Selected Grantee Publications
AAV5 Delivery of CRISPR/Cas9 Mediates Genome Editing in the Lungs of Young Rhesus Monkeys
Liang et al., Human Gene Therapy. 2024.
https://pubmed.ncbi.nlm.nih.gov/38767512/
Genome editing in somatic cells and tissues has the potential to provide long-term expression of therapeutic proteins to treat a variety of genetic lung disorders. However, delivering genome-editing machinery to disease-relevant cell types in the lungs of primates has remained a challenge. Investigators of this article are participating in the NIH Somatic Cell Genome Editing Consortium. Herein, they demonstrate that intratracheal administration of a dual adeno-associated virus type 5 vector encoding CRISPR/Cas9 can mediate genome editing in rhesus (male and female) airways. Up to 8% editing was observed in lung lobes, including a housekeeping gene, GAPDH, and a disease-related gene, angiotensin-converting enzyme 2. Using single-nucleus RNA-sequencing, investigators systematically characterized cell types transduced by the vector. Supported by ORIP (P51OD01110, U42OD027094, S10OD028713), NCATS, NCI, and NHLBI.
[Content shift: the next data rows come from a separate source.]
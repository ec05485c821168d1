//! Static UI label strings.

use std::str::FromStr;

use thiserror::Error;

#[derive(clap::ValueEnum, Debug, Clone, Copy, PartialEq, Eq, Default)]
pub enum Lang {
    #[default]
    En,
    Ja,
}

impl Lang {
    pub const fn as_str(self) -> &'static str {
        match self {
            Self::En => "en",
            Self::Ja => "ja",
        }
    }
}

#[derive(Debug, Clone, PartialEq, Eq, Error)]
#[error("unknown language `{0}` (expected `en` or `ja`)")]
pub struct UnknownLang(pub String);

impl FromStr for Lang {
    type Err = UnknownLang;

    fn from_str(s: &str) -> Result<Self, Self::Err> {
        match s.trim().to_ascii_lowercase().as_str() {
            "en" => Ok(Self::En),
            "ja" => Ok(Self::Ja),
            _ => Err(UnknownLang(s.to_string())),
        }
    }
}

/// Every user-visible string on the screen.
#[derive(Debug, Clone, Copy, PartialEq, Eq)]
pub struct Labels {
    pub title: &'static str,
    pub placeholder: &'static str,
    pub add: &'static str,
    pub update: &'static str,
    pub edit: &'static str,
    pub delete: &'static str,
    pub empty_list: &'static str,
    pub mode_add: &'static str,
    pub mode_edit: &'static str,
    pub items: &'static str,
    pub added: &'static str,
    pub updated: &'static str,
    pub deleted: &'static str,
    pub help_title: &'static str,
}

pub const EN: Labels = Labels {
    title: "Todo List",
    placeholder: "Add a new todo",
    add: "Add",
    update: "Update",
    edit: "Edit",
    delete: "Delete",
    empty_list: "Nothing to do yet",
    mode_add: "ADD",
    mode_edit: "EDIT",
    items: "items",
    added: "Added",
    updated: "Updated",
    deleted: "Deleted",
    help_title: "Help",
};

pub const JA: Labels = Labels {
    title: "Todoリスト",
    placeholder: "新しいTodoを追加",
    add: "追加",
    update: "更新",
    edit: "編集",
    delete: "削除",
    empty_list: "Todoはまだありません",
    mode_add: "追加",
    mode_edit: "編集中",
    items: "件",
    added: "追加しました",
    updated: "更新しました",
    deleted: "削除しました",
    help_title: "ヘルプ",
};

impl Labels {
    pub const fn for_lang(lang: Lang) -> &'static Self {
        match lang {
            Lang::En => &EN,
            Lang::Ja => &JA,
        }
    }

    /// Label of the primary button for the current mode.
    pub const fn submit(&self, editing: bool) -> &'static str {
        if editing { self.update } else { self.add }
    }
}
//! # CLI
//!
//! Every flag has a default, so running the binary without arguments greets `you` on
//! `localhost:50051`.
use clap::Parser;
use greeter_core::ConnectOptions;
use std::time::Duration;

#[derive(Parser)]
#[command(name = "greeter-client", version, about = "helloworld.Greeter client")]
pub struct Cli {
    /// Server address (host:port or http://host:port). Plaintext only.
    #[arg(long, default_value = "localhost:50051")]
    pub address: String,

    /// Name sent in the HelloRequest
    #[arg(long, default_value = "you")]
    pub name: String,

    /// Seconds to wait for the connection to be established (at least 1)
    #[arg(long, default_value_t = 5, value_parser = parse_seconds)]
    pub connect_timeout: u64,

    /// Seconds to wait for the reply; 0 disables the reply timeout
    #[arg(
        long,
        default_value_t = 30,
        long_help = "Seconds to wait for the reply. 0 disables the reply timeout and waits \
                     for as long as the transport does. Unlike --connect-timeout, 0 is accepted."
    )]
    pub timeout: u64,
}

impl Cli {
    pub fn connect_options(&self) -> ConnectOptions {
        ConnectOptions {
            connect_timeout: Duration::from_secs(self.connect_timeout),
            request_timeout: (self.timeout > 0).then(|| Duration::from_secs(self.timeout)),
        }
    }
}

fn parse_seconds(value: &str) -> Result<u64, String> {
    let secs: u64 = value
        .parse()
        .map_err(|e| format!("Invalid number of seconds '{value}': {e}"))?;

    if secs == 0 {
        return Err("Timeout must be at least 1 second".to_string());
    }

    Ok(secs)
}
Thresholds for Post-Rebound SHIV Control after CCR5 Gene-Edited Autologous Hematopoietic Cell Transplantation
Cardozo-Ojeda et al., eLife. 2021.
https://elifesciences.org/articles/57646
Investigators developed a mathematical model to project the minimum threshold of C-C chemokine receptor type 5 (CCR5) gene-edited cells necessary for a functional cure from HIV. This was based on blood T cell reconstitution and plasma simian-HIV (SHIV) dynamics from SHIV-1157ipd3N4-infected juvenile pig-tailed macaques that underwent autologous transplantation with CCR5 gene editing. The model predicts that viral control can be obtained following analytical treatment interruption (ATI) when: (1) transplanted hematopoietic stem and progenitor cells (HSPCs) are at least fivefold higher than residual endogenous HSPCs after total body irradiation and (2) the fraction of protected HSPCs in the transplant achieves a threshold (76–94%) sufficient to overcome transplantation-dependent loss of SHIV immunity. Under these conditions, if ATI is withheld until transplanted gene-modified cells engraft and reconstitute to a steady state, spontaneous viral control is projected to occur. Supported by ORIP (P51OD010425), NCATS and NIAID.